What is expected: Print the data exactly as it appears, keeping every word.

*** Opening Recorded information ***

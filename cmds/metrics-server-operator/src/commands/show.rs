//! Show command handler.

use std::io::Write;

use anyhow::{Context, Result};
use clap::Args;
use manifest_reconciler::{declared_manifests, ManifestResource, MutationPipeline};
use serde_json::Value;
use tracing::instrument;

use super::GlobalArgs;
use crate::output::{manifests_to_yaml, write_json};

#[derive(Args, Debug, Default)]
pub struct ShowArgs {
	/// Only show this manifest file of the release (by name, e.g. `components`)
	#[arg(long)]
	pub manifest: Option<String>,

	/// Print a JSON array instead of a YAML stream
	#[arg(long)]
	pub json: bool,
}

/// Print the manifests the operator would apply, after every mutation.
#[instrument(skip_all)]
pub fn run<W: Write>(global: &GlobalArgs, args: ShowArgs, mut writer: W) -> Result<()> {
	let config = global.operator_config()?;
	let source = global.source();
	config
		.validate(&source.list_releases().context("reading manifest storage")?)
		.context("invalid configuration")?;

	let pipeline = MutationPipeline::standard(
		&global.app_name,
		config.registry().map(str::to_string),
		config.extra_args(),
	);
	let components: Vec<String> = args.manifest.into_iter().collect();
	let manifests = declared_manifests(&source, &config, &pipeline, &components)
		.context("rendering manifests")?;

	if args.json {
		let values: Vec<Value> = manifests.iter().map(ManifestResource::to_value).collect();
		write_json(&mut writer, &values)?;
	} else {
		let stream = manifests_to_yaml(&manifests).context("serializing manifests")?;
		writer.write_all(stream.as_bytes())?;
	}
	Ok(())
}
//! The remote cluster API, as a capability.
//!
//! The reconciler never talks to Kubernetes directly; it is handed something
//! implementing [`ClusterApi`]. Calls are blocking and independent, there is
//! no cross-object transaction.

use std::{collections::BTreeMap, fmt};

use thiserror::Error;

use crate::resource::ManifestResource;

/// Failure returned by the remote API.
#[derive(Debug, Clone, PartialEq, Eq, Error)]
pub enum ApiError {
	#[error("{}", describe(.message.as_deref(), "not found"))]
	NotFound { message: Option<String> },

	#[error("{}", describe(.message.as_deref(), "unauthorized"))]
	Unauthorized { message: Option<String> },

	#[error("{}", describe(.message.as_deref(), "remote API call failed"))]
	Other {
		code: Option<u16>,
		message: Option<String>,
	},
}

fn describe(message: Option<&str>, fallback: &str) -> String {
	message.unwrap_or(fallback).to_string()
}

impl ApiError {
	/// Classify an HTTP status code the way the API server reports it.
	pub fn from_status(code: u16, message: Option<String>) -> Self {
		match code {
			404 => Self::NotFound { message },
			401 | 403 => Self::Unauthorized { message },
			code => Self::Other {
				code: Some(code),
				message,
			},
		}
	}

	/// Message text reported by the server, if any.
	pub fn message(&self) -> Option<&str> {
		match self {
			Self::NotFound { message }
			| Self::Unauthorized { message }
			| Self::Other { message, .. } => message.as_deref(),
		}
	}
}

/// Equality-based label selector.
#[derive(Debug, Clone, Default, PartialEq, Eq)]
pub struct LabelSelector {
	labels: BTreeMap<String, String>,
}

impl LabelSelector {
	pub fn new() -> Self {
		Self::default()
	}

	pub fn with(mut self, key: impl Into<String>, value: impl Into<String>) -> Self {
		self.labels.insert(key.into(), value.into());
		self
	}

	pub fn matches(&self, resource: &ManifestResource) -> bool {
		self.labels
			.iter()
			.all(|(key, value)| resource.has_label(key, value))
	}

	pub fn is_empty(&self) -> bool {
		self.labels.is_empty()
	}
}

impl fmt::Display for LabelSelector {
	/// `key=value,key=value`, the form the API server accepts.
	fn fmt(&self, f: &mut fmt::Formatter<'_>) -> fmt::Result {
		let mut first = true;
		for (key, value) in &self.labels {
			if !first {
				f.write_str(",")?;
			}
			first = false;
			write!(f, "{key}={value}")?;
		}
		Ok(())
	}
}

/// Operations the reconciler needs from a cluster.
pub trait ClusterApi {
	/// Point lookup. Absence is `Ok(None)`, not an error.
	fn get(
		&self,
		kind: &str,
		name: &str,
		namespace: Option<&str>,
	) -> Result<Option<ManifestResource>, ApiError>;

	/// List resources of `kind`, optionally scoped to a namespace and
	/// filtered by labels.
	fn list(
		&self,
		kind: &str,
		namespace: Option<&str>,
		selector: &LabelSelector,
	) -> Result<Vec<ManifestResource>, ApiError>;

	/// Create-or-update.
	fn apply(
		&self,
		resource: &ManifestResource,
		field_manager: &str,
		force: bool,
	) -> Result<ManifestResource, ApiError>;

	fn create(&self, resource: &ManifestResource) -> Result<ManifestResource, ApiError>;

	fn delete(&self, kind: &str, name: &str, namespace: Option<&str>) -> Result<(), ApiError>;

	/// Namespace the cluster places a `kind` object in when it names none.
	/// `None` for cluster-scoped or unknown kinds.
	fn default_namespace(&self, _kind: &str) -> Option<String> {
		None
	}
}

impl<T: ClusterApi + ?Sized> ClusterApi for &T {
	fn get(
		&self,
		kind: &str,
		name: &str,
		namespace: Option<&str>,
	) -> Result<Option<ManifestResource>, ApiError> {
		(**self).get(kind, name, namespace)
	}

	fn list(
		&self,
		kind: &str,
		namespace: Option<&str>,
		selector: &LabelSelector,
	) -> Result<Vec<ManifestResource>, ApiError> {
		(**self).list(kind, namespace, selector)
	}

	fn apply(
		&self,
		resource: &ManifestResource,
		field_manager: &str,
		force: bool,
	) -> Result<ManifestResource, ApiError> {
		(**self).apply(resource, field_manager, force)
	}

	fn create(&self, resource: &ManifestResource) -> Result<ManifestResource, ApiError> {
		(**self).create(resource)
	}

	fn delete(&self, kind: &str, name: &str, namespace: Option<&str>) -> Result<(), ApiError> {
		(**self).delete(kind, name, namespace)
	}

	fn default_namespace(&self, kind: &str) -> Option<String> {
		(**self).default_namespace(kind)
	}
}
//! Reconcile command handler.

use std::io::Write;

use anyhow::{Context, Result};
use clap::Args;
use manifest_reconciler::{ClusterApi, ReconciliationEngine};
use tracing::instrument;

use super::GlobalArgs;

#[derive(Args, Debug, Default)]
pub struct ReconcileArgs {
	/// Only apply this manifest file of the release (by name, e.g. `components`)
	#[arg(long)]
	pub manifest: Option<String>,
}

/// Run one reconciliation pass against the cluster.
pub fn run<W: Write>(global: &GlobalArgs, args: ReconcileArgs, writer: W) -> Result<()> {
	let cluster = global.connect()?;
	let mut engine = global
		.engine(cluster)?
		.with_components(args.manifest.into_iter().collect());
	execute(&mut engine, writer)
}

/// Reconcile and report the resulting state. A blocked pass is an error.
#[instrument(skip_all, fields(app = %engine.app_name()))]
pub fn execute<C: ClusterApi, W: Write>(
	engine: &mut ReconciliationEngine<C>,
	mut writer: W,
) -> Result<()> {
	let result = engine.reconcile();
	writeln!(writer, "{}", engine.state())?;
	result.context("reconciliation pass failed")?;
	writeln!(writer, "{}", engine.workload_status())?;
	Ok(())
}
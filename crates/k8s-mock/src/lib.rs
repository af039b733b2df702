//! Mock Kubernetes clusters for testing.
//!
//! [`MockCluster`] implements the reconciler's cluster capability in memory.
//! [`HttpMockK8sServer`] serves a subset of the Kubernetes REST API over HTTP
//! so kubeconfig-based clients can be exercised end to end.

pub mod cluster;
pub mod discovery;
mod helpers;
pub mod http;

pub use cluster::{Call, Failure, MockCluster, Verb};
pub use discovery::{DiscoveryMode, MockApiResource, MockDiscovery};
pub use http::{HttpMockK8sServer, RunningHttpMockK8sServer};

*** Closing Recorded information ***

Expected answer:
filename cmds/metrics-server-operator/src/commands/show.rs
//! Show command handler.

use std::io::Write;

use anyhow::{Context, Result};
use clap::Args;
use manifest_reconciler::{declared_manifests, ManifestResource, MutationPipeline};
use serde_json::Value;
use tracing::instrument;

use super::GlobalArgs;
use crate::output::{manifests_to_yaml, write_json};

#[derive(Args, Debug, Default)]
pub struct ShowArgs {
	/// Only show this manifest file of the release (by name, e.g. `components`)
	#[arg(long)]
	pub manifest: Option<String>,

	/// Print a JSON array instead of a YAML stream
	#[arg(long)]
	pub json: bool,
}

/// Print the manifests the operator would apply, after every mutation.
#[instrument(skip_all)]
pub fn run<W: Write>(global: &GlobalArgs, args: ShowArgs, mut writer: W) -> Result<()> {
	let config = global.operator_config()?;
	let source = global.source();
	config
		.validate(&source.list_releases().context("reading manifest storage")?)
		.context("invalid configuration")?;

	let pipeline = MutationPipeline::standard(
		&global.app_name,
		config.registry().map(str::to_string),
		config.extra_args(),
	);
	let components: Vec<String> = args.manifest.into_iter().collect();
	let manifests = declared_manifests(&source, &config, &pipeline, &components)
		.context("rendering manifests")?;

	if args.json {
		let values: Vec<Value> = manifests.iter().map(ManifestResource::to_value).collect();
		write_json(&mut writer, &values)?;
	} else {
		let stream = manifests_to_yaml(&manifests).context("serializing manifests")?;
		writer.write_all(stream.as_bytes())?;
	}
	Ok(())
}
//! The remote cluster API, as a capability.
//!
//! The reconciler never talks to Kubernetes directly; it is handed something
//! implementing [`ClusterApi`]. Calls are blocking and independent, there is
//! no cross-object transaction.

use std::{collections::BTreeMap, fmt};

use thiserror::Error;

use crate::resource::ManifestResource;

/// Failure returned by the remote API.
#[derive(Debug, Clone, PartialEq, Eq, Error)]
pub enum ApiError {
	#[error("{}", describe(.message.as_deref(), "not found"))]
	NotFound { message: Option<String> },

	#[error("{}", describe(.message.as_deref(), "unauthorized"))]
	Unauthorized { message: Option<String> },

	#[error("{}", describe(.message.as_deref(), "remote API call failed"))]
	Other {
		code: Option<u16>,
		message: Option<String>,
	},
}

fn describe(message: Option<&str>, fallback: &str) -> String {
	message.unwrap_or(fallback).to_string()
}

impl ApiError {
	/// Classify an HTTP status code the way the API server reports it.
	pub fn from_status(code: u16, message: Option<String>) -> Self {
		match code {
			404 => Self::NotFound { message },
			401 | 403 => Self::Unauthorized { message },
			code => Self::Other {
				code: Some(code),
				message,
			},
		}
	}

	/// Message text reported by the server, if any.
	pub fn message(&self) -> Option<&str> {
		match self {
			Self::NotFound { message }
			| Self::Unauthorized { message }
			| Self::Other { message, .. } => message.as_deref(),
		}
	}
}

/// Equality-based label selector.
#[derive(Debug, Clone, Default, PartialEq, Eq)]
pub struct LabelSelector {
	labels: BTreeMap<String, String>,
}

impl LabelSelector {
	pub fn new() -> Self {
		Self::default()
	}

	pub fn with(mut self, key: impl Into<String>, value: impl Into<String>) -> Self {
		self.labels.insert(key.into(), value.into());
		self
	}

	pub fn matches(&self, resource: &ManifestResource) -> bool {
		self.labels
			.iter()
			.all(|(key, value)| resource.has_label(key, value))
	}

	pub fn is_empty(&self) -> bool {
		self.labels.is_empty()
	}
}

impl fmt::Display for LabelSelector {
	/// `key=value,key=value`, the form the API server accepts.
	fn fmt(&self, f: &mut fmt::Formatter<'_>) -> fmt::Result {
		let mut first = true;
		for (key, value) in &self.labels {
			if !first {
				f.write_str(",")?;
			}
			first = false;
			write!(f, "{key}={value}")?;
		}
		Ok(())
	}
}

/// Operations the reconciler needs from a cluster.
pub trait ClusterApi {
	/// Point lookup. Absence is `Ok(None)`, not an error.
	fn get(
		&self,
		kind: &str,
		name: &str,
		namespace: Option<&str>,
	) -> Result<Option<ManifestResource>, ApiError>;

	/// List resources of `kind`, optionally scoped to a namespace and
	/// filtered by labels.
	fn list(
		&self,
		kind: &str,
		namespace: Option<&str>,
		selector: &LabelSelector,
	) -> Result<Vec<ManifestResource>, ApiError>;

	/// Create-or-update.
	fn apply(
		&self,
		resource: &ManifestResource,
		field_manager: &str,
		force: bool,
	) -> Result<ManifestResource, ApiError>;

	fn create(&self, resource: &ManifestResource) -> Result<ManifestResource, ApiError>;

	fn delete(&self, kind: &str, name: &str, namespace: Option<&str>) -> Result<(), ApiError>;

	/// Namespace the cluster places a `kind` object in when it names none.
	/// `None` for cluster-scoped or unknown kinds.
	fn default_namespace(&self, _kind: &str) -> Option<String> {
		None
	}
}

impl<T: ClusterApi + ?Sized> ClusterApi for &T {
	fn get(
		&self,
		kind: &str,
		name: &str,
		namespace: Option<&str>,
	) -> Result<Option<ManifestResource>, ApiError> {
		(**self).get(kind, name, namespace)
	}

	fn list(
		&self,
		kind: &str,
		namespace: Option<&str>,
		selector: &LabelSelector,
	) -> Result<Vec<ManifestResource>, ApiError> {
		(**self).list(kind, namespace, selector)
	}

	fn apply(
		&self,
		resource: &ManifestResource,
		field_manager: &str,
		force: bool,
	) -> Result<ManifestResource, ApiError> {
		(**self).apply(resource, field_manager, force)
	}

	fn create(&self, resource: &ManifestResource) -> Result<ManifestResource, ApiError> {
		(**self).create(resource)
	}

	fn delete(&self, kind: &str, name: &str, namespace: Option<&str>) -> Result<(), ApiError> {
		(**self).delete(kind, name, namespace)
	}

	fn default_namespace(&self, kind: &str) -> Option<String> {
		(**self).default_namespace(kind)
	}
}
//! Reconcile command handler.

use std::io::Write;

use anyhow::{Context, Result};
use clap::Args;
use manifest_reconciler::{ClusterApi, ReconciliationEngine};
use tracing::instrument;

use super::GlobalArgs;

#[derive(Args, Debug, Default)]
pub struct ReconcileArgs {
	/// Only apply this manifest file of the release (by name, e.g. `components`)
	#[arg(long)]
	pub manifest: Option<String>,
}

/// Run one reconciliation pass against the cluster.
pub fn run<W: Write>(global: &GlobalArgs, args: ReconcileArgs, writer: W) -> Result<()> {
	let cluster = global.connect()?;
	let mut engine = global
		.engine(cluster)?
		.with_components(args.manifest.into_iter().collect());
	execute(&mut engine, writer)
}

/// Reconcile and report the resulting state. A blocked pass is an error.
#[instrument(skip_all, fields(app = %engine.app_name()))]
pub fn execute<C: ClusterApi, W: Write>(
	engine: &mut ReconciliationEngine<C>,
	mut writer: W,
) -> Result<()> {
	let result = engine.reconcile();
	writeln!(writer, "{}", engine.state())?;
	result.context("reconciliation pass failed")?;
	writeln!(writer, "{}", engine.workload_status())?;
	Ok(())
}
filename crates/k8s-mock/src/lib.rs
repository af039b733b2df702
//! Mock Kubernetes clusters for testing.
//!
//! [`MockCluster`] implements the reconciler's cluster capability in memory.
//! [`HttpMockK8sServer`] serves a subset of the Kubernetes REST API over HTTP
//! so kubeconfig-based clients can be exercised end to end.

pub mod cluster;
pub mod discovery;
mod helpers;
pub mod http;

pub use cluster::{Call, Failure, MockCluster, Verb};
pub use discovery::{DiscoveryMode, MockApiResource, MockDiscovery};
pub use http::{HttpMockK8sServer, RunningHttpMockK8sServer};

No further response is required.